WHAT YOU ARE ASKED TO DO: Set down each entry below exactly as it stands.
▼
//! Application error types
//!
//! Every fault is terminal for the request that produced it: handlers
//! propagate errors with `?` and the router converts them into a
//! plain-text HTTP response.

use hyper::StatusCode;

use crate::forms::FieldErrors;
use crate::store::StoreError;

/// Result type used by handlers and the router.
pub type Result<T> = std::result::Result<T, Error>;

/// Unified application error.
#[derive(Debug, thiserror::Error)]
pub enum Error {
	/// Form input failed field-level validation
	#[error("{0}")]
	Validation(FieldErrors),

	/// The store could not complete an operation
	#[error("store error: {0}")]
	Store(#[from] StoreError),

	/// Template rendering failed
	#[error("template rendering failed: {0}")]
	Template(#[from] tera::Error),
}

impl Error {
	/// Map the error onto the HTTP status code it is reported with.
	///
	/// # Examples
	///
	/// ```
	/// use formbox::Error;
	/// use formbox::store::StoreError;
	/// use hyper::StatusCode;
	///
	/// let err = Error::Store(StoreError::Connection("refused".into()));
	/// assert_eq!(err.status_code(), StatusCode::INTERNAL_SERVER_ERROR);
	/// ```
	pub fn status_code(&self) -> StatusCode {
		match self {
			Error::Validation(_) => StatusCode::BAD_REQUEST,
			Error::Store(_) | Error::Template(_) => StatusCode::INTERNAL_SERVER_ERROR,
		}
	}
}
▲
TASK RESULT:
//! Application error types
//!
//! Every fault is terminal for the request that produced it: handlers
//! propagate errors with `?` and the router converts them into a
//! plain-text HTTP response.

use hyper::StatusCode;

use crate::forms::FieldErrors;
use crate::store::StoreError;

/// Result type used by handlers and the router.
pub type Result<T> = std::result::Result<T, Error>;

/// Unified application error.
#[derive(Debug, thiserror::Error)]
pub enum Error {
	/// Form input failed field-level validation
	#[error("{0}")]
	Validation(FieldErrors),

	/// The store could not complete an operation
	#[error("store error: {0}")]
	Store(#[from] StoreError),

	/// Template rendering failed
	#[error("template rendering failed: {0}")]
	Template(#[from] tera::Error),
}

impl Error {
	/// Map the error onto the HTTP status code it is reported with.
	///
	/// # Examples
	///
	/// ```
	/// use formbox::Error;
	/// use formbox::store::StoreError;
	/// use hyper::StatusCode;
	///
	/// let err = Error::Store(StoreError::Connection("refused".into()));
	/// assert_eq!(err.status_code(), StatusCode::INTERNAL_SERVER_ERROR);
	/// ```
	pub fn status_code(&self) -> StatusCode {
		match self {
			Error::Validation(_) => StatusCode::BAD_REQUEST,
			Error::Store(_) | Error::Template(_) => StatusCode::INTERNAL_SERVER_ERROR,
		}
	}
}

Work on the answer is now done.